Я чуть за сердце не схватился.
— Ой, ладно, Муля, я же шучу! — хохотнула Злая Фуфа и тоже прикурила от конфорки.
Меня чуть отпустило, а она добавила:
— Только в Таганрог и в Бердичев.
Она ещё пуще захохотала, а я молча скривился. Стоял, дымил. Нахохотавшись Злая Фуфа сказала:
— Муля, скажи, что не так? Риночка — замечательный автор. Она, между прочим, сценарий к фильму «Подкидыш» писала. Так что на неё вся надежда.
Я опять промолчал. Что отвечать? Да и, на мой вкус, этот фильм, если убрать из него роль Ляли в исполнении Раневской и роль потерявшейся девочки, ничего особенного из себя не представлял.
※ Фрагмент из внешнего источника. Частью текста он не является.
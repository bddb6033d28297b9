pub mod connection;
pub mod models;
pub mod repository;
pub mod schema;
Так что особо я и не обольщался.
Фаина Георгиевна правильно истолковала моё молчание:
— Муля, зря ты Риночке не доверяешь. Легче всего сразу сказать нет. А вот попробуй дать ей шанс и сам убедишься, что она ещё себя покажет!
Я опять промолчал. Злая Фуфа, задетая моим поведением, воскликнула:
— Я, между прочим, сталась, как могла!
— А зачем вы Глориозову о проекте рассказали? — хмуро спросил я.
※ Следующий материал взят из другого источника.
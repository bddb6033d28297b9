use actix_web::{web, HttpResponse};
use chrono::{NaiveDateTime, Utc};
use serde::Deserialize;

use crate::auth::AdminUser;
use crate::db::models::{NewNewsArticle, UpdateNewsArticle};
use crate::db::repository;
use crate::error::{self, ApiError};
use crate::validate::{normalize_optional, normalize_patch, FieldChecks};
use crate::AppState;

#[derive(Debug, Deserialize)]
pub struct NewsQuery {
    pub published: Option<bool>,
}

/// Whenever `published` is present in a payload, the publish timestamp is
/// recomputed: true stamps "now", false clears it. Payloads that omit the
/// flag leave the timestamp untouched.
pub fn publish_timestamp_patch(published: Option<bool>) -> Option<Option<NaiveDateTime>> {
    published.map(|flag| flag.then(|| Utc::now().naive_utc()))
}

/// Defaults to published articles; `?published=false` lifts the filter so
/// drafts appear too. The detail route below ignores this flag entirely.
pub async fn list(
    data: web::Data<AppState>,
    query: web::Query<NewsQuery>,
) -> Result<HttpResponse, ApiError> {
    let conn = &mut data.pool.get()?;
    let published_only = !matches!(query.published, Some(false));
    let articles = repository::list_news(conn, published_only)?;
    Ok(HttpResponse::Ok().json(articles))
}

pub async fn get(data: web::Data<AppState>, id: web::Path<i32>) -> Result<HttpResponse, ApiError> {
    let conn = &mut data.pool.get()?;
    let article = repository::get_published_news(conn, id.into_inner())
        .map_err(|e| error::not_found("News article", e))?;
    Ok(HttpResponse::Ok().json(article))
}

pub async fn admin_list(
    _admin: AdminUser,
    data: web::Data<AppState>,
) -> Result<HttpResponse, ApiError> {
    let conn = &mut data.pool.get()?;
    let articles = repository::list_news(conn, false)?;
    Ok(HttpResponse::Ok().json(articles))
}

pub async fn admin_get(
    _admin: AdminUser,
    data: web::Data<AppState>,
    id: web::Path<i32>,
) -> Result<HttpResponse, ApiError> {
    let conn = &mut data.pool.get()?;
    let article = repository::get_news(conn, id.into_inner())
        .map_err(|e| error::not_found("News article", e))?;
    Ok(HttpResponse::Ok().json(article))
}

pub async fn create(
    _admin: AdminUser,
    data: web::Data<AppState>,
    payload: web::Json<NewNewsArticle>,
) -> Result<HttpResponse, ApiError> {
    let mut new_article = payload.into_inner();
    new_article.excerpt = normalize_optional(new_article.excerpt);
    new_article.image = normalize_optional(new_article.image);
    new_article.published_at = new_article.published.then(|| Utc::now().naive_utc());

    let mut checks = FieldChecks::new();
    checks
        .require("title", &new_article.title)
        .require("content", &new_article.content)
        .url_or_path("image", new_article.image.as_deref());
    checks.finish()?;

    let conn = &mut data.pool.get()?;
    let article = repository::create_news(conn, new_article)?;
    Ok(HttpResponse::Created().json(article))
}

pub async fn update(
    _admin: AdminUser,
    data: web::Data<AppState>,
    id: web::Path<i32>,
    payload: web::Json<UpdateNewsArticle>,
) -> Result<HttpResponse, ApiError> {
    let mut patch = payload.into_inner();
    patch.excerpt = normalize_patch(patch.excerpt);
    patch.image = normalize_patch(patch.image);
    patch.published_at = publish_timestamp_patch(patch.published);

    let mut checks = FieldChecks::new();
    if let Some(title) = &patch.title {
        checks.require("title", title);
    }
    if let Some(content) = &patch.content {
        checks.require("content", content);
    }
    if let Some(Some(image)) = &patch.image {
        checks.url_or_path("image", Some(image));
    }
    checks.finish()?;

    let conn = &mut data.pool.get()?;
    let article = repository::update_news(conn, id.into_inner(), patch)
        .map_err(|e| error::not_found("News article", e))?;
    Ok(HttpResponse::Ok().json(article))
}

pub async fn delete(
    _admin: AdminUser,
    data: web::Data<AppState>,
    id: web::Path<i32>,
) -> Result<HttpResponse, ApiError> {
    let conn = &mut data.pool.get()?;
    let deleted = repository::delete_news(conn, id.into_inner())?;
    if deleted == 0 {
        return Err(ApiError::NotFound("News article not found".to_string()));
    }
    Ok(HttpResponse::NoContent().finish())
}

#[cfg(test)]
mod tests {
    use super::*;

    #[test]
    fn omitted_flag_leaves_timestamp_alone() {
        assert_eq!(publish_timestamp_patch(None), None);
    }

    #[test]
    fn publishing_stamps_a_fresh_timestamp() {
        let patch = publish_timestamp_patch(Some(true));
        let inner = patch.expect("flag present means the column is written");
        assert!(inner.is_some());
    }

    #[test]
    fn unpublishing_clears_the_timestamp() {
        assert_eq!(publish_timestamp_patch(Some(false)), Some(None));
    }
}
— Глориозову? — удивилась она, — ты что-то путаешь, Муля! Ничего я Глориозову не говорила. Сказала только Завадскому, да и то он меня вынудил своим отвратительным и глупым видением пьесы Сухова-Кобылина!
Я застонал и схватился за голову.
Но рано или поздно всё заканчивается. Даже сигарета. Я докурил её и печально посмотрел на пачку. Там оставалась ещё одна, а я же, вообще-то давно бросил курить. Со вздохом я сунул пачку обратно в карман и побрёл в комнату. Следом за мной засеменила покаянная Фаина Георгиевна.
— Риночка! — воскликнула она, когда мы вошли в комнату, — вот этот Муля! Это о нём я тебе рассказывала!
— Ой, какой хороший и милый мальчик! — всплеснула руками Рина Зелёная и ласково улыбнулась мне, — давно хотела с вами познакомиться, Муля. Фуфочка только о вас и говорит. Да я и сама вижу, как здорово вы ей помогаете!
Рина вздохнула и продолжила с подчёркнутой завистью:
— Вот скажите, Муля, что мне нужно сделать, чтобы переманить вас к себе? Мне тоже срочно нужен личный импресарио!
— Могу посоветовать пару хороших профессионалов, — мрачно ответил я (понимаю, что нехорошо на постороннем человечке отрываться, но я всё ещё злился, и злился прям здорово).
— Нет, Муля! Мне не нужны эти хорошие профессионалы! Мне нужны только вы!
— Но, но, Риночка! — заволновалась Злая Фуфа.
Я хотел сказать, но Рина не позволила и быстро выпалила:
— Знаете, Муля, у актёров бывает такой период, когда совершенно необходима чья-то помощь, чтобы подняться ещё хоть на маленькую ступеньку. Самому с этим не справиться…
Мне стало жаль эту, уже не молодую, женщину, которая не раскрыла и сотой доли своего актёрского потенциала.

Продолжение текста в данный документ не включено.